David Landes summarized it as a land that "has been given over to sand, marsh, the anopheles mosquito, clan feuds and Beduin marauders."
The Arabs have been described as the "sons of the desert," but they are truly its fathers.
MEIR ABELSON
Beit Shemesh
Letter-perfect
Sir, - When I was a youngster growing up in London, I could never understand my dear, late mother Anne Curzon's penchant for constantly writing letters to The Times, The Daily Mail, The Jewish Chronicle, you name it - all of which were printed. I never read them.

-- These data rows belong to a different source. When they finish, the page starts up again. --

//! Solved results for canonical start states, and their export.
//!
//! A report pairs the two quantities for one table setup: expected game
//! length, and every player's win probability. Sweeps collect reports over a
//! range of player counts and stakes and render them as text or JSON.

use std::fmt;
use std::fs::File;
use std::io::Write;
use std::path::Path;

use serde::{Deserialize, Serialize};

use crate::combinatorics::checked_binomial;
use crate::games::dreidel::{Dreidel, DreidelConfig, DreidelState, Elimination, HalfRounding};
use crate::games::lcr::{LcrConfig, LeftCenterRight};
use crate::games::seats::MAX_SEATS;
use crate::markov::{
    ConfigError, LayeredSolver, LevelStats, LeveledGame, Quantity, RotationalSymmetry, SolveError,
    SolverConfig,
};

const LCR_NAME: &str = "left-center-right";

/// Results for one table setup.
#[derive(Debug, Clone, Serialize, Deserialize)]
pub struct GameReport {
    /// Game name
    pub game: String,
    /// Number of players at the start
    pub players: usize,
    /// Coins each player starts with
    pub coins_per_player: u32,
    /// Expected number of turns from the start state
    pub expected_turns: f64,
    /// Win probability of each player, in seating order
    pub win_probabilities: Vec<f64>,
    /// States enumerated per quantity
    pub states: usize,
    /// Wall time of both solves
    pub elapsed_seconds: f64,
}

/// Both quantities at `start`, with player 0 to move.
fn solve_start<G, F>(
    ev_game: G,
    wp_game: G,
    start: &G::State,
    config: &SolverConfig,
    mut on_level: F,
) -> Result<(f64, Vec<f64>, usize, f64), SolveError>
where
    G: RotationalSymmetry,
    F: FnMut(&LevelStats),
{
    let level = ev_game.level_of(start);

    let mut ev = LayeredSolver::new(ev_game, config.clone())?;
    ev.solve_with_callback(level, &mut on_level)?;
    let expected_turns = ev.value(start, 0);

    let mut wp = LayeredSolver::new(wp_game, config.clone())?;
    wp.solve_with_callback(level, &mut on_level)?;
    let win_probabilities = wp.player_values(start, 0);

    let elapsed = ev.stats().elapsed_seconds + wp.stats().elapsed_seconds;
    Ok((expected_turns, win_probabilities, ev.stats().total_states(), elapsed))
}

/// Solve dreidel for `players` players starting with `coins_each` coins.
///
/// The start state is the table right after the opening ante. `on_level`
/// sees every level solved, for both quantities.
pub fn dreidel_report<F>(
    players: usize,
    coins_each: u32,
    half_rounding: HalfRounding,
    elimination: Elimination,
    config: &SolverConfig,
    on_level: F,
) -> Result<GameReport, SolveError>
where
    F: FnMut(&LevelStats),
{
    if !(2..MAX_SEATS).contains(&players) {
        return Err(ConfigError::InvalidPlayers {
            players,
            min: 2,
            max: MAX_SEATS - 1,
        }
        .into());
    }
    let need = elimination.min_coins() + 1;
    if coins_each < need {
        return Err(ConfigError::StakeTooSmall { coins: coins_each, min: need }.into());
    }

    let num_coins = coins_each * players as u32;
    let rules = |quantity| -> Result<Dreidel, ConfigError> {
        Dreidel::new(
            DreidelConfig::new(num_coins, quantity)
                .with_half_rounding(half_rounding)
                .with_elimination(elimination),
        )
    };
    let start = DreidelState::opening(players, coins_each);
    let (expected_turns, win_probabilities, states, elapsed_seconds) = solve_start(
        rules(Quantity::ExpectedTurns)?,
        rules(Quantity::WinProbability)?,
        &start,
        config,
        on_level,
    )?;

    Ok(GameReport {
        game: "dreidel".to_string(),
        players,
        coins_per_player: coins_each,
        expected_turns,
        win_probabilities,
        states,
        elapsed_seconds,
    })
}

/// Solve Left-Center-Right for `players` players starting with `coins` each.
pub fn lcr_report<F>(
    players: usize,
    coins: u32,
    max_dice: u32,
    config: &SolverConfig,
    on_level: F,
) -> Result<GameReport, SolveError>
where
    F: FnMut(&LevelStats),
{
    if coins == 0 {
        return Err(ConfigError::NoCoins.into());
    }
    let rules = |quantity| LeftCenterRight::new(LcrConfig::new(players, quantity).with_max_dice(max_dice));
    let ev_game = rules(Quantity::ExpectedTurns)?;
    let wp_game = rules(Quantity::WinProbability)?;
    let start = ev_game.opening(coins);

    let (expected_turns, win_probabilities, states, elapsed_seconds) =
        solve_start(ev_game, wp_game, &start, config, on_level)?;

    Ok(GameReport {
        game: LCR_NAME.to_string(),
        players,
        coins_per_player: coins,
        expected_turns,
        win_probabilities,
        states,
        elapsed_seconds,
    })
}

/// Rough cost of solving dreidel with `players` players and `coins_each`
/// coins: sum over levels `n` of `n * C(total - 1 + n, n) * (n + 3)`.
///
/// `None` if the estimate overflows a `u64`.
pub fn dreidel_work_estimate(players: usize, coins_each: u32) -> Option<u64> {
    let total = u64::from(coins_each) * players as u64;
    let mut work: u64 = 0;
    for n in 2..=players as u64 {
        let states = checked_binomial((total + n).checked_sub(1)?, n)?;
        let level = n.checked_mul(states)?.checked_mul(n + 3)?;
        work = work.checked_add(level)?;
    }
    Some(work)
}

/// A configuration a sweep left out.
#[derive(Debug, Clone, Serialize, Deserialize)]
pub struct SkippedSetup {
    /// Number of players
    pub players: usize,
    /// Coins per player
    pub coins_per_player: u32,
    /// Why it was skipped
    pub reason: String,
}

/// Reports over a range of setups.
#[derive(Debug, Clone, Serialize, Deserialize)]
pub struct SweepReport {
    /// Game name
    pub game: String,
    /// Solver settings used for every setup
    pub solver: SolverConfig,
    /// Solved setups in sweep order
    pub reports: Vec<GameReport>,
    /// Setups that were not solved
    pub skipped: Vec<SkippedSetup>,
}

impl SweepReport {
    /// Create an empty sweep.
    pub fn new(game: &str, solver: SolverConfig) -> Self {
        Self {
            game: game.to_string(),
            solver,
            reports: Vec::new(),
            skipped: Vec::new(),
        }
    }

    /// Add a solved setup.
    pub fn push(&mut self, report: GameReport) {
        self.reports.push(report);
    }

    /// Record a setup that was not solved.
    pub fn skip(&mut self, players: usize, coins_per_player: u32, reason: impl Into<String>) {
        self.skipped.push(SkippedSetup {
            players,
            coins_per_player,
            reason: reason.into(),
        });
    }

    /// Report for a setup, if it was solved.
    pub fn get(&self, players: usize, coins_per_player: u32) -> Option<&GameReport> {
        self.reports
            .iter()
            .find(|r| r.players == players && r.coins_per_player == coins_per_player)
    }

    /// Save to JSON file.
    pub fn save_json<P: AsRef<Path>>(&self, path: P) -> std::io::Result<()> {
        let json = serde_json::to_string_pretty(self)?;
        let mut file = File::create(path)?;
        file.write_all(json.as_bytes())
    }
}

impl fmt::Display for SweepReport {
    fn fmt(&self, f: &mut fmt::Formatter<'_>) -> fmt::Result {
        // LCR sweeps run one stake, so each player count is a single block.
        let by_stake = self.game != LCR_NAME;
        let indent = if by_stake { "        " } else { "    " };
        let mut players = None;
        for report in &self.reports {
            if players != Some(report.players) {
                writeln!(f, "{} players:", report.players)?;
                players = Some(report.players);
            }
            if by_stake {
                writeln!(f, "    {} coins per player:", report.coins_per_player)?;
            }
            writeln!(f, "{}{} = {}", indent, Quantity::ExpectedTurns.label(), report.expected_turns)?;
            for (player, p) in report.win_probabilities.iter().enumerate() {
                writeln!(f, "{}P(player {} wins) = {}", indent, player, p)?;
            }
        }
        Ok(())
    }
}

#[cfg(test)]
mod tests {
    use super::*;

    fn tight() -> SolverConfig {
        SolverConfig::default().with_tolerance(1e-10)
    }

    #[test]
    fn test_lcr_report_one_coin_each() {
        let mut levels = Vec::new();
        let report = lcr_report(2, 1, 3, &tight(), |s| levels.push(s.level)).unwrap();
        assert_eq!(report.players, 2);
        assert!((report.expected_turns - 2.0).abs() < 1e-8);
        assert!((report.win_probabilities[0] - 1.0 / 3.0).abs() < 1e-8);
        assert!((report.win_probabilities[1] - 2.0 / 3.0).abs() < 1e-8);
        assert_eq!(report.states, 2 + 3);
        // Levels 1 and 2, once per quantity
        assert_eq!(levels, vec![1, 2, 1, 2]);
    }

    #[test]
    fn test_dreidel_report() {
        let report =
            dreidel_report(3, 2, HalfRounding::Up, Elimination::CannotPay, &tight(), |_| {}).unwrap();
        assert_eq!(report.game, "dreidel");
        assert_eq!(report.win_probabilities.len(), 3);
        let total: f64 = report.win_probabilities.iter().sum();
        assert!((total - 1.0).abs() < 1e-6);
        assert!(report.expected_turns > 1.0);
    }

    #[test]
    fn test_dreidel_report_rejects_bad_setups() {
        let err = dreidel_report(3, 1, HalfRounding::Up, Elimination::Broke, &tight(), |_| {})
            .unwrap_err();
        assert!(matches!(
            err,
            SolveError::Config(ConfigError::StakeTooSmall { coins: 1, min: 2 })
        ));

        let err = dreidel_report(1, 5, HalfRounding::Up, Elimination::CannotPay, &tight(), |_| {})
            .unwrap_err();
        assert!(matches!(
            err,
            SolveError::Config(ConfigError::InvalidPlayers { players: 1, .. })
        ));
    }

    #[test]
    fn test_work_estimate() {
        // n = 2 only: 2 * C(3, 2) * 5
        assert_eq!(dreidel_work_estimate(2, 1), Some(30));
        // 6 coins: 2 * C(7, 2) * 5 + 3 * C(8, 3) * 6
        assert_eq!(dreidel_work_estimate(3, 2), Some(2 * 21 * 5 + 3 * 56 * 6));
        assert_eq!(dreidel_work_estimate(15, 1_000_000), None);
    }

    #[test]
    fn test_text_rendering() {
        let mut sweep = SweepReport::new("dreidel", SolverConfig::default());
        for coins in [1, 2] {
            sweep.push(GameReport {
                game: "dreidel".to_string(),
                players: 2,
                coins_per_player: coins,
                expected_turns: 1.5,
                win_probabilities: vec![0.75, 0.25],
                states: 0,
                elapsed_seconds: 0.0,
            });
        }
        let expected = "\
2 players:
    1 coins per player:
        E(# turns) = 1.5
        P(player 0 wins) = 0.75
        P(player 1 wins) = 0.25
    2 coins per player:
        E(# turns) = 1.5
        P(player 0 wins) = 0.75
        P(player 1 wins) = 0.25
";
        assert_eq!(sweep.to_string(), expected);
        assert!(sweep.get(2, 2).is_some());
        assert!(sweep.get(3, 2).is_none());
    }

    #[test]
    fn test_lcr_text_rendering() {
        let mut sweep = SweepReport::new("left-center-right", SolverConfig::default());
        sweep.push(GameReport {
            game: "left-center-right".to_string(),
            players: 2,
            coins_per_player: 3,
            expected_turns: 2.0,
            win_probabilities: vec![0.25, 0.75],
            states: 0,
            elapsed_seconds: 0.0,
        });
        let expected = "\
2 players:
    E(# turns) = 2
    P(player 0 wins) = 0.25
    P(player 1 wins) = 0.75
";
        assert_eq!(sweep.to_string(), expected);
    }

    #[test]
    fn test_save_json() {
        let mut sweep = SweepReport::new("left-center-right", SolverConfig::default());
        sweep.push(lcr_report(2, 1, 3, &tight(), |_| {}).unwrap());
        sweep.skip(9, 3, "over budget");

        let path = std::env::temp_dir().join("markov_game_solver_sweep_test.json");
        sweep.save_json(&path).unwrap();
        let loaded: SweepReport =
            serde_json::from_str(&std::fs::read_to_string(&path).unwrap()).unwrap();
        std::fs::remove_file(&path).ok();

        assert_eq!(loaded.reports.len(), 1);
        assert_eq!(loaded.skipped[0].reason, "over budget");
        assert_eq!(loaded.solver.restart, 50);
    }
}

When I grew much older and began receiving The Jerusalem Post on a daily basis after my mother passed away four years ago, I began to understand her so clearly, and realized that I had inherited this trait of hers.

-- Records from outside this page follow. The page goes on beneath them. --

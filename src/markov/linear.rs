//! Sparse linear systems for one level.
//!
//! A level's system is assembled from `(row, col, value)` triplets (entries
//! for the same cell accumulate), compressed into CSR form, and solved with
//! restarted GMRES or, for small systems, dense Gaussian elimination.
//!
//! Both solvers either return a solution meeting the requested relative
//! residual or an explicit [`LinearError`]; a partially converged vector is
//! never returned.

use thiserror::Error;
use tracing::debug;

use crate::markov::config::{LinearMethod, SolverConfig};

/// Failure of a linear solve.
#[derive(Debug, Clone, PartialEq, Error)]
pub enum LinearError {
    /// GMRES used up its iteration budget without reaching the tolerance.
    #[error(
        "GMRES did not converge after {iterations} iterations \
         (relative residual {relative_residual:.3e}, tolerance {tolerance:.1e})"
    )]
    NonConvergence {
        /// Inner iterations performed.
        iterations: usize,
        /// Relative residual when the budget ran out.
        relative_residual: f64,
        /// Requested relative residual.
        tolerance: f64,
    },
    /// The Arnoldi process produced a degenerate Hessenberg column.
    #[error("GMRES breakdown at iteration {iteration}")]
    Breakdown {
        /// Inner iteration at which the breakdown occurred.
        iteration: usize,
    },
    /// Dense elimination found no usable pivot.
    #[error("matrix is singular at column {column}")]
    Singular {
        /// Column without a nonzero pivot.
        column: usize,
    },
}

/// Accumulates matrix entries and the right-hand side of a square system.
#[derive(Debug, Clone)]
pub struct SparseSystem {
    dim: usize,
    rows: Vec<usize>,
    cols: Vec<usize>,
    values: Vec<f64>,
    rhs: Vec<f64>,
}

impl SparseSystem {
    /// Create an empty `dim x dim` system.
    pub fn new(dim: usize) -> Self {
        Self::with_capacity(dim, dim)
    }

    /// Create an empty system with room for `entries` triplets.
    pub fn with_capacity(dim: usize, entries: usize) -> Self {
        Self {
            dim,
            rows: Vec::with_capacity(entries),
            cols: Vec::with_capacity(entries),
            values: Vec::with_capacity(entries),
            rhs: vec![0.0; dim],
        }
    }

    /// System dimension.
    pub fn dim(&self) -> usize {
        self.dim
    }

    /// Number of triplets pushed so far (before duplicates are summed).
    pub fn num_triplets(&self) -> usize {
        self.values.len()
    }

    /// Add `value` to entry `(row, col)`.
    #[inline]
    pub fn add(&mut self, row: usize, col: usize, value: f64) {
        debug_assert!(row < self.dim && col < self.dim, "entry ({}, {}) outside {}", row, col, self.dim);
        self.rows.push(row);
        self.cols.push(col);
        self.values.push(value);
    }

    /// Set the right-hand side of `row`.
    #[inline]
    pub fn set_rhs(&mut self, row: usize, value: f64) {
        self.rhs[row] = value;
    }

    /// Right-hand side vector.
    pub fn rhs(&self) -> &[f64] {
        &self.rhs
    }

    /// Compress the triplets into a CSR matrix, returning it with the rhs.
    pub fn into_parts(self) -> (CsrMatrix, Vec<f64>) {
        let matrix = CsrMatrix::from_triplets(self.dim, &self.rows, &self.cols, &self.values);
        (matrix, self.rhs)
    }

    /// Compress and solve with the configured method.
    pub fn solve(self, config: &SolverConfig) -> Result<LinearSolution, LinearError> {
        let (matrix, rhs) = self.into_parts();
        let nonzeros = matrix.nonzeros();
        let mut solution = match config.method {
            LinearMethod::Gmres => gmres(
                &matrix,
                &rhs,
                config.tolerance,
                config.restart,
                config.max_iterations,
            )?,
            LinearMethod::Dense => dense_solve(&matrix, &rhs)?,
        };
        solution.nonzeros = nonzeros;
        Ok(solution)
    }
}

/// Compressed sparse row matrix.
#[derive(Debug, Clone)]
pub struct CsrMatrix {
    dim: usize,
    row_ptr: Vec<usize>,
    col_idx: Vec<usize>,
    values: Vec<f64>,
}

impl CsrMatrix {
    /// Build from triplets; entries for the same cell are summed.
    pub fn from_triplets(dim: usize, rows: &[usize], cols: &[usize], values: &[f64]) -> Self {
        // Counting sort by row
        let mut row_ptr = vec![0usize; dim + 1];
        for &r in rows {
            row_ptr[r + 1] += 1;
        }
        for i in 0..dim {
            row_ptr[i + 1] += row_ptr[i];
        }
        let mut next = row_ptr.clone();
        let mut col_idx = vec![0usize; values.len()];
        let mut vals = vec![0.0; values.len()];
        for ((&r, &c), &v) in rows.iter().zip(cols).zip(values) {
            let slot = next[r];
            col_idx[slot] = c;
            vals[slot] = v;
            next[r] += 1;
        }

        // Sort each row by column and merge duplicates in place
        let mut compact_ptr = vec![0usize; dim + 1];
        let mut write = 0;
        let mut entries: Vec<(usize, f64)> = Vec::new();
        for row in 0..dim {
            entries.clear();
            entries.extend(
                (row_ptr[row]..row_ptr[row + 1]).map(|i| (col_idx[i], vals[i])),
            );
            entries.sort_unstable_by_key(|&(c, _)| c);
            let mut i = 0;
            while i < entries.len() {
                let (col, mut sum) = entries[i];
                i += 1;
                while i < entries.len() && entries[i].0 == col {
                    sum += entries[i].1;
                    i += 1;
                }
                col_idx[write] = col;
                vals[write] = sum;
                write += 1;
            }
            compact_ptr[row + 1] = write;
        }
        col_idx.truncate(write);
        vals.truncate(write);

        Self {
            dim,
            row_ptr: compact_ptr,
            col_idx,
            values: vals,
        }
    }

    /// Matrix dimension.
    pub fn dim(&self) -> usize {
        self.dim
    }

    /// Number of stored entries.
    pub fn nonzeros(&self) -> usize {
        self.values.len()
    }

    /// Entry `(row, col)`, zero if not stored.
    pub fn get(&self, row: usize, col: usize) -> f64 {
        let range = self.row_ptr[row]..self.row_ptr[row + 1];
        match self.col_idx[range.clone()].binary_search(&col) {
            Ok(i) => self.values[range.start + i],
            Err(_) => 0.0,
        }
    }

    /// `y = A x`
    pub fn mul_vec_into(&self, x: &[f64], y: &mut [f64]) {
        for (row, out) in y.iter_mut().enumerate() {
            let mut acc = 0.0;
            for i in self.row_ptr[row]..self.row_ptr[row + 1] {
                acc += self.values[i] * x[self.col_idx[i]];
            }
            *out = acc;
        }
    }

    /// `A x`
    pub fn mul_vec(&self, x: &[f64]) -> Vec<f64> {
        let mut y = vec![0.0; self.dim];
        self.mul_vec_into(x, &mut y);
        y
    }
}

/// Result of a successful linear solve.
#[derive(Debug, Clone)]
pub struct LinearSolution {
    /// Solution vector.
    pub x: Vec<f64>,
    /// Inner iterations performed (0 for dense).
    pub iterations: usize,
    /// Final relative residual.
    pub relative_residual: f64,
    /// Stored nonzeros of the solved matrix.
    pub nonzeros: usize,
}

#[inline]
fn dot(a: &[f64], b: &[f64]) -> f64 {
    a.iter().zip(b).map(|(x, y)| x * y).sum()
}

#[inline]
fn norm(a: &[f64]) -> f64 {
    dot(a, a).sqrt()
}

fn residual(matrix: &CsrMatrix, b: &[f64], x: &[f64], out: &mut [f64]) {
    matrix.mul_vec_into(x, out);
    for (r, &bi) in out.iter_mut().zip(b) {
        *r = bi - *r;
    }
}

/// Restarted GMRES(m) with modified Gram-Schmidt and Givens rotations.
///
/// Stops once `||b - Ax|| <= tolerance * ||b||`. Running out of
/// `max_iterations` inner iterations first is a [`LinearError::NonConvergence`].
pub fn gmres(
    matrix: &CsrMatrix,
    b: &[f64],
    tolerance: f64,
    restart: usize,
    max_iterations: usize,
) -> Result<LinearSolution, LinearError> {
    let n = matrix.dim();
    let b_norm = norm(b);
    let mut x = vec![0.0; n];
    if b_norm == 0.0 {
        return Ok(LinearSolution { x, iterations: 0, relative_residual: 0.0, nonzeros: 0 });
    }

    let target = tolerance * b_norm;
    let m = restart.max(1).min(n.max(1));
    let mut r = vec![0.0; n];
    let mut w = vec![0.0; n];
    let mut iterations = 0;
    let mut cycle = 0;

    loop {
        residual(matrix, b, &x, &mut r);
        let beta = norm(&r);
        if beta <= target {
            return Ok(LinearSolution {
                x,
                iterations,
                relative_residual: beta / b_norm,
                nonzeros: 0,
            });
        }
        if iterations >= max_iterations {
            return Err(LinearError::NonConvergence {
                iterations,
                relative_residual: beta / b_norm,
                tolerance,
            });
        }

        // Krylov basis and Hessenberg columns (h[j] has j + 2 entries)
        let mut basis: Vec<Vec<f64>> = Vec::with_capacity(m + 1);
        basis.push(r.iter().map(|v| v / beta).collect());
        let mut h: Vec<Vec<f64>> = Vec::with_capacity(m);
        let mut cs: Vec<f64> = Vec::with_capacity(m);
        let mut sn: Vec<f64> = Vec::with_capacity(m);
        let mut g = vec![0.0; m + 1];
        g[0] = beta;

        let mut k = 0;
        while k < m {
            matrix.mul_vec_into(&basis[k], &mut w);
            let mut column = vec![0.0; k + 2];
            for (i, v) in basis.iter().enumerate() {
                let hik = dot(&w, v);
                column[i] = hik;
                for (wj, vj) in w.iter_mut().zip(v) {
                    *wj -= hik * vj;
                }
            }
            let h_next = norm(&w);
            column[k + 1] = h_next;

            // Apply previous rotations, then eliminate the subdiagonal
            for i in 0..k {
                let t = cs[i] * column[i] + sn[i] * column[i + 1];
                column[i + 1] = -sn[i] * column[i] + cs[i] * column[i + 1];
                column[i] = t;
            }
            let denom = column[k].hypot(column[k + 1]);
            if denom == 0.0 {
                return Err(LinearError::Breakdown { iteration: iterations });
            }
            let (c, s) = (column[k] / denom, column[k + 1] / denom);
            column[k] = denom;
            column[k + 1] = 0.0;
            g[k + 1] = -s * g[k];
            g[k] *= c;
            cs.push(c);
            sn.push(s);
            h.push(column);

            iterations += 1;
            k += 1;

            let estimate = g[k].abs();
            if estimate <= target || iterations >= max_iterations || h_next == 0.0 {
                break;
            }
            basis.push(w.iter().map(|v| v / h_next).collect());
        }

        // Back substitution for the k x k upper-triangular system
        let mut y = vec![0.0; k];
        for i in (0..k).rev() {
            let mut acc = g[i];
            for (l, yl) in y.iter().enumerate().skip(i + 1) {
                acc -= h[l][i] * yl;
            }
            y[i] = acc / h[i][i];
        }
        for (yi, v) in y.iter().zip(&basis) {
            for (xj, vj) in x.iter_mut().zip(v) {
                *xj += yi * vj;
            }
        }

        cycle += 1;
        debug!(
            cycle,
            iterations,
            estimate = g[k].abs() / b_norm,
            "GMRES restart cycle"
        );
    }
}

To summarize in a rhyming nutshell: "I feel so much better / After writing a letter...." ("Eloquent outrage," Letters, August 4).
LINDA STERN
Safed
Rather dim
Sir, - The Israel Airports Authority has issued a request for information on "Airport Lighting Luminaries including Light Emitting Duode - LED" (July 31).
I have always understood a luminary to be a person who inspires others (although an archaic definition is of a natural light-giving body such as the sun or moon).
But what is a duode?
Almost every high school student, and many juniors, could have told the Airports Authority that LED stands for Light Emitting Diode, and that "lighting luminaries" should have read "illumination."
Such gaffes join NATBAG (a road sign once directing drivers to Ben-Gurion Airport) and a myriad other examples of bad English seen daily in official notices. Can't people swallow their pride and request a bit of proofreading?